Heating pools is expensive. With the UK (and most of Europe) facing soaring energy costs, this could likely exacerbate the draft of pool closures over the next few years.
Running a data center is also expensive – it consumes a lot of electricity and produces a tremendous amount of heat. Even a rack of GPUs the size of a small washing machine could generate 40,000 Watts.
What do you do with all that heat?
A UK startup is providing an intriguing answer to that question: use it to heat a pool!
Deep Green Technologies, founded by Mark Bjornsgaard, has deployed its “digital broiler” at the Exmouth Leisure Centre in southwest England where it’s accounting for fully 60% of the pool’s energy usage (saving them an estimated £20,000 a year). It installs the mini data-center for free and covers all the electricity and maintenance costs.

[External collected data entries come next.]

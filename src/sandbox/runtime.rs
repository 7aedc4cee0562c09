//! Sandbox runtime capability
//!
//! The pool and the pipeline only talk to sandboxes through [`SandboxRuntime`].
//! The Docker implementation lives in `container.rs`; tests use a scripted
//! in-memory runtime.

use async_trait::async_trait;
use serde::{Deserialize, Serialize};

use crate::error::Result;

/// Resource ceilings applied when a sandbox is created
#[derive(Debug, Clone, Copy, PartialEq, Eq, Serialize, Deserialize)]
pub struct ResourceLimits {
    /// Memory ceiling in bytes
    pub memory_bytes: Option<i64>,
    /// CPU share in units of 10^-9 CPUs
    pub nano_cpus: i64,
}

/// Everything needed to create one sandbox
#[derive(Debug, Clone, PartialEq, Eq)]
pub struct SandboxSpec {
    /// Globally unique sandbox name
    pub name: String,
    /// Image the sandbox is created from
    pub image: String,
    /// Resource ceilings
    pub limits: ResourceLimits,
    /// Long-running command that keeps the sandbox alive
    pub command: Vec<String>,
}

/// A sandbox as reported by the runtime
#[derive(Debug, Clone, PartialEq, Eq, Serialize, Deserialize)]
pub struct SandboxInfo {
    /// Sandbox name
    pub name: String,
    /// Runtime state (`running`, `exited`, `dead`, ...)
    pub state: Option<String>,
}

impl SandboxInfo {
    /// The sandbox stopped on its own and can never serve a lease
    pub fn is_abnormal(&self) -> bool {
        matches!(self.state.as_deref(), Some("exited") | Some("dead"))
    }
}

/// Captured output of one command run inside a sandbox
#[derive(Debug, Clone, Default, PartialEq, Eq)]
pub struct CommandOutput {
    /// Standard output
    pub stdout: String,
    /// Standard error
    pub stderr: String,
    /// Exit status, when the runtime reports one
    pub exit_code: Option<i64>,
}

impl CommandOutput {
    /// Create an output with a known exit status
    pub fn new(stdout: impl Into<String>, stderr: impl Into<String>, exit_code: i64) -> Self {
        CommandOutput {
            stdout: stdout.into(),
            stderr: stderr.into(),
            exit_code: Some(exit_code),
        }
    }

    /// Whether the command is known to have exited with status 0
    pub fn succeeded(&self) -> bool {
        self.exit_code == Some(0)
    }

    /// Get combined output (stdout + stderr)
    pub fn combined_output(&self) -> String {
        if self.stderr.is_empty() {
            self.stdout.clone()
        } else if self.stdout.is_empty() {
            self.stderr.clone()
        } else {
            format!("{}\n{}", self.stdout, self.stderr)
        }
    }
}

/// Capability to manage and drive isolated sandboxes
///
/// Implementations must map "no such sandbox", "already stopped" and
/// "removal already in progress" onto the dedicated error variants so that
/// destroy paths can treat them as success.
#[async_trait]
pub trait SandboxRuntime: Send + Sync {
    /// Runtime name, for logs
    fn name(&self) -> &str;

    /// Create a sandbox; returns the runtime's handle for it
    async fn create_sandbox(&self, spec: &SandboxSpec) -> Result<String>;

    /// Start a created sandbox
    async fn start_sandbox(&self, handle: &str) -> Result<()>;

    /// Run `argv` inside the named sandbox and collect its output
    async fn exec(&self, name: &str, argv: &[String]) -> Result<CommandOutput>;

    /// Stop the named sandbox
    async fn stop_sandbox(&self, name: &str) -> Result<()>;

    /// Remove the named sandbox
    async fn remove_sandbox(&self, name: &str) -> Result<()>;

    /// List sandboxes whose names start with `prefix`
    async fn list_sandboxes(&self, prefix: &str) -> Result<Vec<SandboxInfo>>;

    /// Release the client connection
    async fn close(&self) -> Result<()> {
        Ok(())
    }
}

The pools get their heating for free. So what does the company get out of the deal? Apart from a great deal of good publicity and the ability to move their data centers out of inconveniently-located warehouses, cooling plays a major role: you don’t need to invest in your own liquid cooling solution if you have a large tank of water at your disposal. This is truly a case where one man’s trash (heat) is another man’s treasure (also heat).
As to their business model, Deep Green rents their compute “for use in AI training and machine learning workloads.” In other words, crypto. As their whitepaper (read here) makes clear, the goal is to address the serious environmental impacts of global compute using “data furnaces” (https://www.microsoft.com/en-us/research/publication/the-data-furnace-heating-up-with-cloud-computing/) – in short, exactly what they’re doing here: use excess heat for good.
Deep Green also has future plans to install their devices in Bristol and Manchester in the near future.